## Records from a collection
Segment Open

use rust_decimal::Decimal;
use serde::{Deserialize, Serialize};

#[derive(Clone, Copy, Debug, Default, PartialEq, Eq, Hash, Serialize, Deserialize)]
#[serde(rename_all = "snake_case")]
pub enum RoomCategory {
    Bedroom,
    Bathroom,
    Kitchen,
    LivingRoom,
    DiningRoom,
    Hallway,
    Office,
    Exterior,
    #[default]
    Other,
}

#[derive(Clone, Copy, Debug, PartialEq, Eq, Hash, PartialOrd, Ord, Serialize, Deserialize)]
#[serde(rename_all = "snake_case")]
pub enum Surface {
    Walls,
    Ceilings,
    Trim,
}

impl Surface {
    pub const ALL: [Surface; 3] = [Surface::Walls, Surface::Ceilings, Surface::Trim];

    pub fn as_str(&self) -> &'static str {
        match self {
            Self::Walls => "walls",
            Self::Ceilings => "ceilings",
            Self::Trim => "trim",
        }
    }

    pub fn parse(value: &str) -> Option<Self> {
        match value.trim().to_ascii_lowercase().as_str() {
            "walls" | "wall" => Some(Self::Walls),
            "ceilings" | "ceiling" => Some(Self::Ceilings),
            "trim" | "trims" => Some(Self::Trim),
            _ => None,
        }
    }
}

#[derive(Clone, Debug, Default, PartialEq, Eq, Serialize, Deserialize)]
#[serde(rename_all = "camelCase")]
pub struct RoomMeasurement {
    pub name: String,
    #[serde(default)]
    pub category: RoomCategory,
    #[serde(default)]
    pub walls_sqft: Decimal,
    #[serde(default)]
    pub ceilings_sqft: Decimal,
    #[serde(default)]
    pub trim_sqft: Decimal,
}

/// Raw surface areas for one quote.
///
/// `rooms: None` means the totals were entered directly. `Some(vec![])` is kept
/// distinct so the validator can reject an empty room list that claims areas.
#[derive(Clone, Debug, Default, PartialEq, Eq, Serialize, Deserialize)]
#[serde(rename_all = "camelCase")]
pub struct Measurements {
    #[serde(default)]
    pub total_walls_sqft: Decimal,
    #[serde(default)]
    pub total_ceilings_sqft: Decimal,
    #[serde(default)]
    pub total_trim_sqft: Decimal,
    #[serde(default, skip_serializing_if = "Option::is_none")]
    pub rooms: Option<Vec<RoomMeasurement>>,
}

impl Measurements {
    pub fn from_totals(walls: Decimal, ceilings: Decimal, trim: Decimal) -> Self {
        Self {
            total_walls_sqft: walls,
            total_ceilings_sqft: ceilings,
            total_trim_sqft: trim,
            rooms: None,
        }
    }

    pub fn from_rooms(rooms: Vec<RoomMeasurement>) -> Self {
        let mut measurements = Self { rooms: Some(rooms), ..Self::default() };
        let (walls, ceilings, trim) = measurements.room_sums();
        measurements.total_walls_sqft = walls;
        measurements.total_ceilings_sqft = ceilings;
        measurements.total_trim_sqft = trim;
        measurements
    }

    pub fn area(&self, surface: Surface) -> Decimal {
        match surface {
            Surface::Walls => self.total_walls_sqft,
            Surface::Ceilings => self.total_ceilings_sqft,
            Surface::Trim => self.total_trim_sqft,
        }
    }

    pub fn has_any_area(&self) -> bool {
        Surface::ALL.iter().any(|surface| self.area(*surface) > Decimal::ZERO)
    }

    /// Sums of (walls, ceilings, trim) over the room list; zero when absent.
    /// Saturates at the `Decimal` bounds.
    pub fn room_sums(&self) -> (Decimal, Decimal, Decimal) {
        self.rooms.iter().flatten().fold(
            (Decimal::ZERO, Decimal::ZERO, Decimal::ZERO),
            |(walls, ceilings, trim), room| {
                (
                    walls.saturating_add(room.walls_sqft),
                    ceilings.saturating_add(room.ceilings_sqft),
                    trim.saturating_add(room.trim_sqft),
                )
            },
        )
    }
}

Segment Closed

## Your assignment
Give the data again in full, exactly.

## Expected answer
use rust_decimal::Decimal;
use serde::{Deserialize, Serialize};

#[derive(Clone, Copy, Debug, Default, PartialEq, Eq, Hash, Serialize, Deserialize)]
#[serde(rename_all = "snake_case")]
pub enum RoomCategory {
    Bedroom,
    Bathroom,
    Kitchen,
    LivingRoom,
    DiningRoom,
    Hallway,
    Office,
    Exterior,
    #[default]
    Other,
}

#[derive(Clone, Copy, Debug, PartialEq, Eq, Hash, PartialOrd, Ord, Serialize, Deserialize)]
#[serde(rename_all = "snake_case")]
pub enum Surface {
    Walls,
    Ceilings,
    Trim,
}

impl Surface {
    pub const ALL: [Surface; 3] = [Surface::Walls, Surface::Ceilings, Surface::Trim];

    pub fn as_str(&self) -> &'static str {
        match self {
            Self::Walls => "walls",
            Self::Ceilings => "ceilings",
            Self::Trim => "trim",
        }
    }

    pub fn parse(value: &str) -> Option<Self> {
        match value.trim().to_ascii_lowercase().as_str() {
            "walls" | "wall" => Some(Self::Walls),
            "ceilings" | "ceiling" => Some(Self::Ceilings),
            "trim" | "trims" => Some(Self::Trim),
            _ => None,
        }
    }
}

#[derive(Clone, Debug, Default, PartialEq, Eq, Serialize, Deserialize)]
#[serde(rename_all = "camelCase")]
pub struct RoomMeasurement {
    pub name: String,
    #[serde(default)]
    pub category: RoomCategory,
    #[serde(default)]
    pub walls_sqft: Decimal,
    #[serde(default)]
    pub ceilings_sqft: Decimal,
    #[serde(default)]
    pub trim_sqft: Decimal,
}

/// Raw surface areas for one quote.
///
/// `rooms: None` means the totals were entered directly. `Some(vec![])` is kept
/// distinct so the validator can reject an empty room list that claims areas.
#[derive(Clone, Debug, Default, PartialEq, Eq, Serialize, Deserialize)]
#[serde(rename_all = "camelCase")]
pub struct Measurements {
    #[serde(default)]
    pub total_walls_sqft: Decimal,
    #[serde(default)]
    pub total_ceilings_sqft: Decimal,
    #[serde(default)]
    pub total_trim_sqft: Decimal,
    #[serde(default, skip_serializing_if = "Option::is_none")]
    pub rooms: Option<Vec<RoomMeasurement>>,
}

impl Measurements {
    pub fn from_totals(walls: Decimal, ceilings: Decimal, trim: Decimal) -> Self {
        Self {
            total_walls_sqft: walls,
            total_ceilings_sqft: ceilings,
            total_trim_sqft: trim,
            rooms: None,
        }
    }

    pub fn from_rooms(rooms: Vec<RoomMeasurement>) -> Self {
        let mut measurements = Self { rooms: Some(rooms), ..Self::default() };
        let (walls, ceilings, trim) = measurements.room_sums();
        measurements.total_walls_sqft = walls;
        measurements.total_ceilings_sqft = ceilings;
        measurements.total_trim_sqft = trim;
        measurements
    }

    pub fn area(&self, surface: Surface) -> Decimal {
        match surface {
            Surface::Walls => self.total_walls_sqft,
            Surface::Ceilings => self.total_ceilings_sqft,
            Surface::Trim => self.total_trim_sqft,
        }
    }

    pub fn has_any_area(&self) -> bool {
        Surface::ALL.iter().any(|surface| self.area(*surface) > Decimal::ZERO)
    }

    /// Sums of (walls, ceilings, trim) over the room list; zero when absent.
    /// Saturates at the `Decimal` bounds.
    pub fn room_sums(&self) -> (Decimal, Decimal, Decimal) {
        self.rooms.iter().flatten().fold(
            (Decimal::ZERO, Decimal::ZERO, Decimal::ZERO),
            |(walls, ceilings, trim), room| {
                (
                    walls.saturating_add(room.walls_sqft),
                    ceilings.saturating_add(room.ceilings_sqft),
                    trim.saturating_add(room.trim_sqft),
                )
            },
        )
    }
}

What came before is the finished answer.